Ok, let me lay down some ground rules. You need AT LEAST one capital letter. If you don’t have a capital letter, you might as well just put your social security number on Instagram. Capital letters are like kryptonite for hackers. Two capital letters? Wow now you’re learning, didn’t know you had it in you.
Maybe people are wrong about you, you might have a few brain cells rattling around in that cranium of yours.
Woah woah woah, stop the clock. Did you just try and use a real word in your password? Are you trying to get hacked? If it's in the dictionary, a hacker can guess it. Were you dropped on your head as a baby or did the brain damage happen later in life? You need to have a long and random assortment of letters and numbers that you could never reasonably memorize.
Should you write it down? Yes, but ideally in a very random place on your laptop so you won’t ever be able to find it again if you actually need it.

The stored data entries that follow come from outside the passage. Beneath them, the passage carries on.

#![allow(dead_code)]

use engine_config::sync::{
    WMS_DOWNLOAD_DIR, WMS_EXPORT_COMMAND, WMS_FILE_POLL_MILLIS, WMS_FILE_TIMEOUT_SECS,
    WMS_SETUP_RETRY_SECS,
};
use std::{
    collections::HashMap,
    path::{Path, PathBuf},
};

pub mod utils;

/// Header row of the portal's inventory export.
pub const EXPORT_HEADER: &str = "ID,品番,商品名,商品規格１,商品規格２,バーコード,ロケーション1,ロケーション2,実在庫数";

/// Scratch space for one scenario: a download directory the export lands in
/// and a separate staging directory holding the file the fake portal copies.
pub struct Workspace {
    dir: tempfile::TempDir,
}

impl Workspace {
    pub fn new() -> Self {
        let dir = tempfile::tempdir().expect("create temp dir");
        std::fs::create_dir_all(dir.path().join("staging")).expect("create staging dir");
        Self { dir }
    }

    pub fn root(&self) -> &Path {
        self.dir.path()
    }

    pub fn download_dir(&self) -> PathBuf {
        self.dir.path().join("downloads")
    }

    pub fn staged_export(&self) -> PathBuf {
        self.dir.path().join("staging").join("zaiko_20240501.csv")
    }

    /// Stages `rows` under the export header, encoded as Shift_JIS.
    pub fn stage_export(&self, rows: &[&str]) -> PathBuf {
        let mut text = String::from(EXPORT_HEADER);
        for row in rows {
            text.push('\n');
            text.push_str(row);
        }
        text.push('\n');

        let path = self.staged_export();
        std::fs::write(&path, utils::shift_jis(&text)).expect("write staged export");
        path
    }

    /// Environment for a run whose "portal" copies the staged export into
    /// the download directory.
    pub fn vars(&self) -> HashMap<String, String> {
        let command = format!(
            "cp '{}' \"$WMS_DOWNLOAD_DIR/zaiko_20240501.csv\"",
            self.staged_export().display()
        );
        let download_dir = self.download_dir().display().to_string();
        utils::vars(&[
            (WMS_DOWNLOAD_DIR, download_dir.as_str()),
            (WMS_EXPORT_COMMAND, command.as_str()),
            (WMS_FILE_TIMEOUT_SECS, "5"),
            (WMS_FILE_POLL_MILLIS, "20"),
            (WMS_SETUP_RETRY_SECS, "0"),
        ])
    }
}

impl Default for Workspace {
    fn default() -> Self {
        Self::new()
    }
}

Now I know you struggle with letters so this next bit will really challenge you, we need a few punctuation marks to avoid you falling prey to devious cyber marauders. Try an exclamation point. If you forgot what that looks like, I am not surprised!!! You could use a semicolon; I don’t know if you could see it on a keyboard because it isn’t a letter or leftover Cheeto dust. Maybe we go with a question mark. Need an example of a question mark? On a scale from 1-10, how many grades did you complete in school? There is a question mark for ya.
And you think that length is safe? A password needs to have more characters than a Phase four Marvel movie to be considered a good password. Minimum length we will accept is 30 characters, and even that would be playing it real fast and loose buddy!
Let me guess, you want to use something personal like your dog's name or your favorite movie as part of the password, ha! Ooh you want to use “Vertigo” in your password, aren’t you just a little film buff. We all know you just tell people Vertigo is your favorite movie because you think it makes you sound classy but we (and the hackers) see through your artifice. If you think they don’t also know your dog's name you are lying to yourself bucko.
Oh, you know what you could actually do is just log in through Gmail or your Facebook account. Everyone still uses Facebook these days and nobody is more careful with your data than good ol' Zuck. So go ahead, take the easy way out and give us your Facebook or Gmail. We can become best friends! I will check in every day with exclusive new deals and weird robotically personal emails that we had our intern write because he is younger than everyone else in the office. Wouldn’t that be fun!
Yeah, that’s what I thought, you just signed in using your Gmail, like a bear to honey. Classic. Be prepared for an unending torrent of emails.
How do you unsubscribe? Well, that will be a journey you will have to take on your own.
Well, congratulations on creating your account! Enjoy reading this article about celebrities who have siblings that aren’t as good-looking as they are, hope it was worth it.